ESA: Drastic action for the Gulf Coast

Almost a year after Hurricane Katrina, researchers are still wringing their hands over the continued failure to start thinking about how to stop it happening again. The time has come, they say, for some drastic solutions… just don’t expect them to be popular.


“We have to get people out of wishful thinking,” says Paul Keddy of Southeastern Louisiana University. “The next one is only a matter of time.” With huge swathes of land along the Gulf and Florida coasts just a few feet above sea level, the optimism of those trying to carry on as normal is similar to the naivety of the Trojans in letting in the Greeks in their wooden horse, he reckons.

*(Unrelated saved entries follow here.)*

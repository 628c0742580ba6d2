use bikeshare_analytics::cli::{run, Cli};
use bikeshare_analytics::utils::init_logging;
use clap::Parser;

#[tokio::main]
async fn main() -> anyhow::Result<()> {
    let cli = Cli::parse();
    init_logging(cli.verbose);
    run(cli).await?;
    Ok(())
}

Instead of letting more drown in floods, it’s time to get serious, he says. Step one – close the ouflow canal at the end of the Mississippi River (which incidentally flows just metres from the conference hall). This artificial channel was responsible for much of the floodwater surge. Keddy’s other ideas are more drastic: stop people building on waterfront property (Keddy says that many Louisiana parishes do not have land-zoning laws because they are viewed as a communist conspiracy); decide which cities you want to keep (New Orleans, Tampa, Miami, etc), build walls around them and declare everything else a ‘storm and flood zone’; and give millions of hectares of the southeastern United States back to Mother Nature.

These solutions are as necessary as they are incendiary, Keddy argues. “Don’t shoot the messenger,” he pleads. “We have to think now about protecting these cities.” But resistance from those in the “zone of denial”, as he calls it, will be inevitable. Scientists have to meet the challenge head-on, he argues, if they want to remain true to themselves: “What is the function of scholars in an irrational or even anti-rational culture?”